Mais le coup était déjà parti contre la porte.

« Fuis tant que cela est encore possible, reprit le garçon.

— Et toi, que fais-tu aux côtés de cette maison ? lui demanda-t-il.

— Je m'en vais prendre le trésor de notre hôte.

— Qui donc se risquerait à pareille entreprise ?

— Les pauvres, lui répondit-il simplement. »

L'enfant était effectivement vêtu de loques, ce qui suffisait à le reconnaître comme l'un de ces misérables enfants que l'on avait coutume d'abandonner dans la forêt. Mais, chose étonnante, celui-ci portait également de grosses bottes à ses pieds qui n'étaient pas sans revêtir une grande valeur. En l'observant ainsi, le jeune garçon fut saisi à la fois de honte et de pitié. Il rentra ses mains dans ses poches, et fut surpris d'y reconnaître les contours d'une pièce. Lui vint alors cette idée qu'il proposa à son compagnon :

« Ami, guide-moi au palais ! J'ai moins à t'offrir que ton ogre, mais c'est valeur plus sûre que ton entreprise hasardeuse, dit-il en présentant la pièce à son interlocuteur. »
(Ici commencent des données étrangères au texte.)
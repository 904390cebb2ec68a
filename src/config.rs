use color_eyre::{eyre::eyre, Result};
use serde::Deserialize;
use std::path::{Path, PathBuf};

#[derive(Debug, Clone, Deserialize)]
pub struct Config {
  pub server: ServerConfig,
  #[serde(default)]
  pub cache: CacheConfig,
  #[serde(default)]
  pub ui: UiConfig,
}

#[derive(Debug, Clone, Deserialize)]
pub struct ServerConfig {
  /// Backend origin, e.g. "https://admin.example.coffee". API paths are
  /// absolute, so only the scheme/host/port part is used.
  pub url: String,
}

#[derive(Debug, Clone, Deserialize)]
pub struct CacheConfig {
  /// How long a cached response is served without revalidation.
  #[serde(default = "default_stale_secs")]
  pub stale_secs: u64,
  /// How long unwatched entries survive before the sweeper evicts them.
  #[serde(default = "default_gc_secs")]
  pub gc_secs: u64,
}

impl Default for CacheConfig {
  fn default() -> Self {
    Self {
      stale_secs: default_stale_secs(),
      gc_secs: default_gc_secs(),
    }
  }
}

#[derive(Debug, Clone, Deserialize)]
pub struct UiConfig {
  /// Rows requested per list page.
  #[serde(default = "default_page_size")]
  pub page_size: u32,
  /// Stock level below which the dashboard counts a product as running low.
  #[serde(default = "default_low_stock_threshold")]
  pub low_stock_threshold: i64,
}

impl Default for UiConfig {
  fn default() -> Self {
    Self {
      page_size: default_page_size(),
      low_stock_threshold: default_low_stock_threshold(),
    }
  }
}

fn default_stale_secs() -> u64 {
  300
}

fn default_gc_secs() -> u64 {
  600
}

fn default_page_size() -> u32 {
  50
}

fn default_low_stock_threshold() -> i64 {
  10
}

impl Default for Config {
  fn default() -> Self {
    Self {
      server: ServerConfig {
        url: "http://localhost:8080".into(),
      },
      cache: CacheConfig::default(),
      ui: UiConfig::default(),
    }
  }
}

impl Config {
  /// Load configuration from file.
  ///
  /// Search order:
  /// 1. Explicit path if provided
  /// 2. ./barista.yaml (current directory)
  /// 3. $XDG_CONFIG_HOME/barista/config.yaml
  pub fn load(explicit_path: Option<&Path>) -> Result<Self> {
    let path = if let Some(p) = explicit_path {
      if p.exists() {
        Some(p.to_path_buf())
      } else {
        return Err(eyre!("Config file not found: {}", p.display()));
      }
    } else {
      Self::find_config_file()
    };

    match path {
      Some(p) => Self::load_from_path(&p),
      None => Err(eyre!(
        "No configuration file found. Create one at ~/.config/barista/config.yaml\n\
                 See config.example.yaml for the format."
      )),
    }
  }

  fn find_config_file() -> Option<PathBuf> {
    let local = PathBuf::from("barista.yaml");
    if local.exists() {
      return Some(local);
    }

    if let Some(config_dir) = dirs::config_dir() {
      let xdg_path = config_dir.join("barista").join("config.yaml");
      if xdg_path.exists() {
        return Some(xdg_path);
      }
    }

    None
  }

  fn load_from_path(path: &Path) -> Result<Self> {
    let contents = std::fs::read_to_string(path)
      .map_err(|e| eyre!("Failed to read config file {}: {}", path.display(), e))?;

    let config: Config = serde_yaml::from_str(&contents)
      .map_err(|e| eyre!("Failed to parse config file {}: {}", path.display(), e))?;

    Ok(config)
  }

  /// Session token from the environment, if one was exported.
  ///
  /// Checks BARISTA_TOKEN first, then BARISTA_API_TOKEN as fallback. When
  /// neither is set the app starts at the login screen instead.
  pub fn get_api_token() -> Option<String> {
    std::env::var("BARISTA_TOKEN")
      .or_else(|_| std::env::var("BARISTA_API_TOKEN"))
      .ok()
  }

  pub fn stale_after(&self) -> chrono::Duration {
    chrono::Duration::seconds(self.cache.stale_secs as i64)
  }

  pub fn expire_after(&self) -> chrono::Duration {
    chrono::Duration::seconds(self.cache.gc_secs as i64)
  }
}

#[cfg(test)]
mod tests {
  use super::*;

  #[test]
  fn test_minimal_config_gets_defaults() {
    let config: Config = serde_yaml::from_str("server:\n  url: http://localhost:9000\n").unwrap();
    assert_eq!(config.server.url, "http://localhost:9000");
    assert_eq!(config.cache.stale_secs, 300);
    assert_eq!(config.cache.gc_secs, 600);
    assert_eq!(config.ui.page_size, 50);
    assert_eq!(config.ui.low_stock_threshold, 10);
  }

  #[test]
  fn test_overrides_are_honored() {
    let yaml =
      "server:\n  url: http://localhost:9000\ncache:\n  stale_secs: 30\nui:\n  low_stock_threshold: 5\n";
    let config: Config = serde_yaml::from_str(yaml).unwrap();
    assert_eq!(config.cache.stale_secs, 30);
    assert_eq!(config.cache.gc_secs, 600);
    assert_eq!(config.ui.low_stock_threshold, 5);
  }
}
C'est précisément à ce moment que la porte s'ouvrit. Les traits d'un ogre s'y dessinèrent. Lorsqu'il aperçut les deux enfants, il chercha à les attraper mais tous deux s'enfuirent en courant. Il s'élança alors à leur poursuite mais — reconnaissons que les ogres ont nature imposante, il fut bientôt contraint d'abandonner ses proies non sans émettre un long cri étouffé qui n'était pas sans trahir son essoufflement.

Lorsqu'ils se furent suffisamment éloignés de la créature, l'enfant accepta la proposition du jeune garçon, et tous deux s'enfoncèrent au milieu des bois. Ils n'eurent pas longtemps à cheminer car le palais leur apparut alors même qu'ils sortaient des bois. Après l'avoir amplement remercié, et après lui avoir remis son dû, le garçon se sépara de son guide. Il commença son ascension au château, celui-ci était perché dans les hauteurs d'une colline.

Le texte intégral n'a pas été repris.